*** Data section ***
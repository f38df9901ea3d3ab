//! leasegrid-queue: a lease-based queue over an at-least-once substrate.
//!
//! [`LeaseQueue`] adds three things the raw substrate lacks:
//!
//! - **Poison quarantine**: on pull, any message delivered more than
//!   `max_trials` times is moved to the [`QuarantineStore`] instead of being
//!   returned. The check is lazy because the substrate only exposes a
//!   counter, not a delivery hook.
//! - **Transparent retries**: transient substrate failures are retried under
//!   a [`RetryPolicy`](leasegrid_core::RetryPolicy); permanent ones surface as
//!   typed [`QueueError`]s.
//! - **Overflow payloads**: payloads too large for a queue message travel
//!   through a blob, see [`envelope`].
//!
//! # Architecture
//!
//! ```text
//! LeaseQueue
//!   ├── QueueStore (push / pull / delete / abandon / renew)
//!   ├── BlobStore  (overflow payloads)
//!   └── QuarantineStore
//!         ├── leasegrid-failing-messages/{queue}/{id}   (records)
//!         └── leasegrid-failure-evidence/{queue}/{id}   (last handler failure)
//! ```

pub mod envelope;
pub mod error;
pub mod lease_queue;
pub mod quarantine;

pub use envelope::{MAX_INLINE_MESSAGE_BYTES, OVERFLOW_CONTAINER};
pub use error::{QueueError, QueueResult};
pub use lease_queue::{LeaseQueue, LeasedMessage};
pub use quarantine::{QuarantineRecord, QuarantineStore};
*** End of Data section ***
What this task involves —
Set down exactly, and only, the lines from the one containing "pub mod lease_queue;" to the final line of the data.

Solution to this exercise —
pub mod lease_queue;
pub mod quarantine;

pub use envelope::{MAX_INLINE_MESSAGE_BYTES, OVERFLOW_CONTAINER};
pub use error::{QueueError, QueueResult};
pub use lease_queue::{LeaseQueue, LeasedMessage};
pub use quarantine::{QuarantineRecord, QuarantineStore};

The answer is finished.